例えば、よく言われるネタ……いやいや実際にある話として「若者の車離れ」というものがある。かつての若者(今の社会の中心層)は、こぞってマイカーを手に入れて海や山に繰り出すことに躍起になっていた、らしい。僕も学生の頃(20年ほど前だ)には当初はバイクに乗っていたものの、後に車に乗り換え、仲間とあちこち当ても無くドライブに出かけたりした。しかし今の~特に21世紀に入ってからだろうか~若者はちっとも車に見向きもしない。バブル頃までは売れに売れていたスポーツカーやデートカーはラインナップから姿を消して久しく、ファミリーカーかハイブリッドカーしか売れなくなってしまった。

これを「若者の車離れ」と呼んだり、若者が車を買わないのは魅力的な車が無いからだといったり、まぁ色んな論がある。従ってカーシェアリングやレンタカーで車の魅力を伝えることが大切だとか、かつての名車を再来させたりとか、色んな手を打っている当事者たちは後を絶たないが、いずれもどうも的外れに思えて仕方が無い。若者が車から離れた(のではなく、そもそもそっちを向いていないのだが)のは、車を必要としない生活が成り立っていることと、欲しいと思っても無理をしてでも買えるほどの所得が無いことが最大の理由だろう。逆に、地方在住などで生活に必要な若者は無理をしてでも買っているわけだから、それを一様に「離れてしまった(嘆)」とするのはおかしいだろう。
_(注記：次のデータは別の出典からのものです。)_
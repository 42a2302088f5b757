//! CLI application for bank transaction text extraction.

mod commands;

use clap::{Parser, Subcommand};
use tracing::Level;
use tracing_subscriber::FmtSubscriber;

use commands::{batch, config, extract};

/// txtract - Extract structured transactions from bank statement text
#[derive(Parser)]
#[command(name = "txtract")]
#[command(author, version, about, long_about = None)]
struct Cli {
    /// Enable verbose output
    #[arg(short, long, action = clap::ArgAction::Count, global = true)]
    verbose: u8,

    /// Path to config file
    #[arg(short, long, global = true)]
    config: Option<String>,

    #[command(subcommand)]
    command: Commands,
}

#[derive(Subcommand)]
enum Commands {
    /// Extract a single transaction
    Extract(extract::ExtractArgs),

    /// Extract every transaction from many statement files
    Batch(batch::BatchArgs),

    /// Manage configuration
    Config(config::ConfigArgs),
}

#[tokio::main]
async fn main() -> anyhow::Result<()> {
    let cli = Cli::parse();

    // Set up logging based on verbosity
    let level = match cli.verbose {
        0 => Level::WARN,
        1 => Level::INFO,
        2 => Level::DEBUG,
        _ => Level::TRACE,
    };

    let subscriber = FmtSubscriber::builder()
        .with_max_level(level)
        .with_target(false)
        .with_writer(std::io::stderr)
        .finish();

    tracing::subscriber::set_global_default(subscriber)?;

    match cli.command {
        Commands::Extract(args) => extract::run(args, cli.config.as_deref()).await,
        Commands::Batch(args) => batch::run(args, cli.config.as_deref()).await,
        Commands::Config(args) => config::run(args).await,
    }
}
//! Configuration structures for the extraction pipeline.

use rust_decimal::Decimal;
use serde::{Deserialize, Serialize};

use crate::error::{Result, TxtractError};

/// Main configuration for txtract.
#[derive(Debug, Clone, Default, PartialEq, Serialize, Deserialize)]
#[serde(default)]
pub struct TxtractConfig {
    /// Extraction engine configuration.
    pub extraction: ExtractionConfig,

    /// Output configuration (used by the CLI).
    pub output: OutputConfig,
}

/// Which component comes first when a numeric date could be read either way.
#[derive(Debug, Clone, Copy, Default, PartialEq, Eq, Serialize, Deserialize)]
#[serde(rename_all = "snake_case")]
pub enum DateOrder {
    /// `03/04/2025` is 3 April.
    #[default]
    DayFirst,
    /// `03/04/2025` is 4 March.
    MonthFirst,
}

/// Extraction engine configuration.
#[derive(Debug, Clone, PartialEq, Serialize, Deserialize)]
#[serde(default)]
pub struct ExtractionConfig {
    /// Records scoring below this are rejected as low confidence (0.0 - 1.0).
    pub min_confidence: f64,

    /// Largest accepted difference between computed and stated balance.
    pub balance_tolerance: Decimal,

    /// Earliest plausible transaction year (inclusive).
    pub min_year: i32,

    /// Latest plausible transaction year (inclusive).
    pub max_year: i32,

    /// Reading of numeric dates where both components are <= 12.
    pub ambiguous_date_order: DateOrder,
}

impl Default for ExtractionConfig {
    fn default() -> Self {
        Self {
            min_confidence: 0.5,
            balance_tolerance: Decimal::new(1, 2),
            min_year: 1970,
            max_year: 2100,
            ambiguous_date_order: DateOrder::DayFirst,
        }
    }
}

impl ExtractionConfig {
    /// Set the confidence threshold.
    pub fn with_min_confidence(mut self, confidence: f64) -> Self {
        self.min_confidence = confidence;
        self
    }

    /// Set the balance continuity tolerance.
    pub fn with_balance_tolerance(mut self, tolerance: Decimal) -> Self {
        self.balance_tolerance = tolerance;
        self
    }

    /// Set the plausible year window.
    pub fn with_year_window(mut self, min_year: i32, max_year: i32) -> Self {
        self.min_year = min_year;
        self.max_year = max_year;
        self
    }

    /// Set the default order for ambiguous numeric dates.
    pub fn with_date_order(mut self, order: DateOrder) -> Self {
        self.ambiguous_date_order = order;
        self
    }

    /// Check the settings are internally consistent.
    pub fn validate(&self) -> Result<()> {
        if !(0.0..=1.0).contains(&self.min_confidence) {
            return Err(TxtractError::Config(format!(
                "min_confidence must be within [0, 1], got {}",
                self.min_confidence
            )));
        }
        if self.balance_tolerance.is_sign_negative() {
            return Err(TxtractError::Config(format!(
                "balance_tolerance must not be negative, got {}",
                self.balance_tolerance
            )));
        }
        if self.min_year > self.max_year {
            return Err(TxtractError::Config(format!(
                "year window is inverted: {} > {}",
                self.min_year, self.max_year
            )));
        }
        Ok(())
    }
}

/// Output format for rendered records.
#[derive(Debug, Clone, Copy, Default, PartialEq, Eq, Serialize, Deserialize)]
#[serde(rename_all = "snake_case")]
pub enum OutputFormat {
    #[default]
    Json,
    Csv,
    Text,
}

/// Output configuration.
#[derive(Debug, Clone, Default, PartialEq, Serialize, Deserialize)]
#[serde(default)]
pub struct OutputConfig {
    /// Default output format.
    pub format: OutputFormat,

    /// Pretty-print JSON output.
    pub pretty: bool,
}

impl TxtractConfig {
    /// Load configuration from a JSON file.
    pub fn from_file(path: &std::path::Path) -> Result<Self> {
        let content = std::fs::read_to_string(path)?;
        let config: Self = serde_json::from_str(&content)?;
        config.extraction.validate()?;
        Ok(config)
    }

    /// Save configuration to a JSON file.
    pub fn save(&self, path: &std::path::Path) -> Result<()> {
        let content = serde_json::to_string_pretty(self)?;
        std::fs::write(path, content)?;
        Ok(())
    }
}
//! Extract command - pull one transaction out of a text file or stdin.

use std::fs;
use std::io::Read;
use std::path::{Path, PathBuf};
use std::time::Instant;

use clap::Args;
use console::style;
use rust_decimal::Decimal;
use tracing::{debug, info, warn};

use txtract_core::wire::FailurePayload;
use txtract_core::{Extractor, TransactionExtractor};

use super::{load_config, render, OutputFormat};

/// Arguments for the extract command.
#[derive(Args)]
pub struct ExtractArgs {
    /// Input text file, or `-` for stdin
    #[arg(default_value = "-")]
    input: PathBuf,

    /// Balance before this transaction, checked against the stated balance
    #[arg(short, long)]
    prior_balance: Option<Decimal>,

    /// Output format (default from config)
    #[arg(short, long, value_enum)]
    format: Option<OutputFormat>,

    /// Output file (default: stdout)
    #[arg(short, long)]
    output: Option<PathBuf>,

    /// Show the confidence score and any penalties
    #[arg(long)]
    show_confidence: bool,

    /// Print the record on a balance mismatch instead of failing
    #[arg(long)]
    accept_mismatch: bool,
}

pub async fn run(args: ExtractArgs, config_path: Option<&str>) -> anyhow::Result<()> {
    let start = Instant::now();
    let config = load_config(config_path)?;

    let text = read_input(&args.input)?;
    info!("Extracting from {}", describe_input(&args.input));

    let extractor = Extractor::new(config.extraction.clone());
    let record = match extractor.extract(&text, args.prior_balance) {
        Ok(record) => record,
        Err(err) if args.accept_mismatch && err.is_advisory() => {
            warn!("Accepting record despite: {}", err);
            eprintln!("{} {}", style("⚠").yellow(), err);
            match err.record() {
                Some(record) => record.clone(),
                None => anyhow::bail!("Extraction failed: {}", err),
            }
        }
        Err(err) => {
            println!("{}", serde_json::to_string_pretty(&FailurePayload::from(&err))?);
            anyhow::bail!("Extraction failed: {}", err);
        }
    };

    let format = args.format.unwrap_or_else(|| config.output.format.into());
    let output = render(&[&record], format, config.output.pretty)?;

    if let Some(output_path) = &args.output {
        fs::write(output_path, &output)?;
        println!(
            "{} Output written to {}",
            style("✓").green(),
            output_path.display()
        );
    } else {
        println!("{}", output.trim_end());
    }

    if args.show_confidence {
        println!();
        println!(
            "{} Extraction confidence: {:.0}%",
            style("ℹ").blue(),
            record.confidence * 100.0
        );
        for penalty in &record.penalties {
            println!("   - {:?} (-{:.2})", penalty, penalty.value());
        }
    }

    debug!("Total extraction time: {:?}", start.elapsed());

    Ok(())
}

fn read_input(input: &Path) -> anyhow::Result<String> {
    if input.as_os_str() == "-" {
        let mut text = String::new();
        std::io::stdin().read_to_string(&mut text)?;
        return Ok(text);
    }

    if !input.exists() {
        anyhow::bail!("Input file not found: {}", input.display());
    }
    Ok(fs::read_to_string(input)?)
}

fn describe_input(input: &Path) -> String {
    if input.as_os_str() == "-" {
        "stdin".to_string()
    } else {
        input.display().to_string()
    }
}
そういえば先日久しぶりにスキーに行ってきたのだが、考えてみればスキーと車の現状は似ている気がする。「若者のスキー離れ」が深刻で、スキー業界としてはレンタルスキーや用具のシェアなどでまずスキーに親しんでもらっている……と書くと、”スキー”と”車”を入れ替えても成り立つことに気づく。しかし大きな違いとして、スキーは随分昔からレンタル利用が定着している、という点。これは学校行事などに組み入れられて、定期的にまとまった需要が見込めることから、一般層も広く利用出来るようになったからではないか。しかしそれでも衰退しているのは、先に述べたように経済的な問題でスキーにいけず(レンタルなら行けるとしても足が無い)、代わりとなる娯楽が沢山出現したからだろう。一方車は、「一家に一台」を合言葉に高度成長期を背景に普及が進んだ感があるが、本当に必要だったのはそこまでで、その先はオマケに過ぎなかった。それを業界側が勘違いして(もしくは甘い見通しで)手を広げ過ぎて、結果「若者の~」となってしまったんじゃないだろうか。スキーと同じく、もっと早くからレンタル利用環境を整えるとか、市場を多様化させていけば、また違った結果になっていたかもしれないのに。

いずれにしても、業界の中の人は既得権益や、そもそもの食い扶持を維持するためにがんばっていくしかないのだろう。その土俵には不景気や低収入やフリーミアムなど様々な障害的要素が待ち受けているが、果たして今までと同じやり方で通用するかどうか。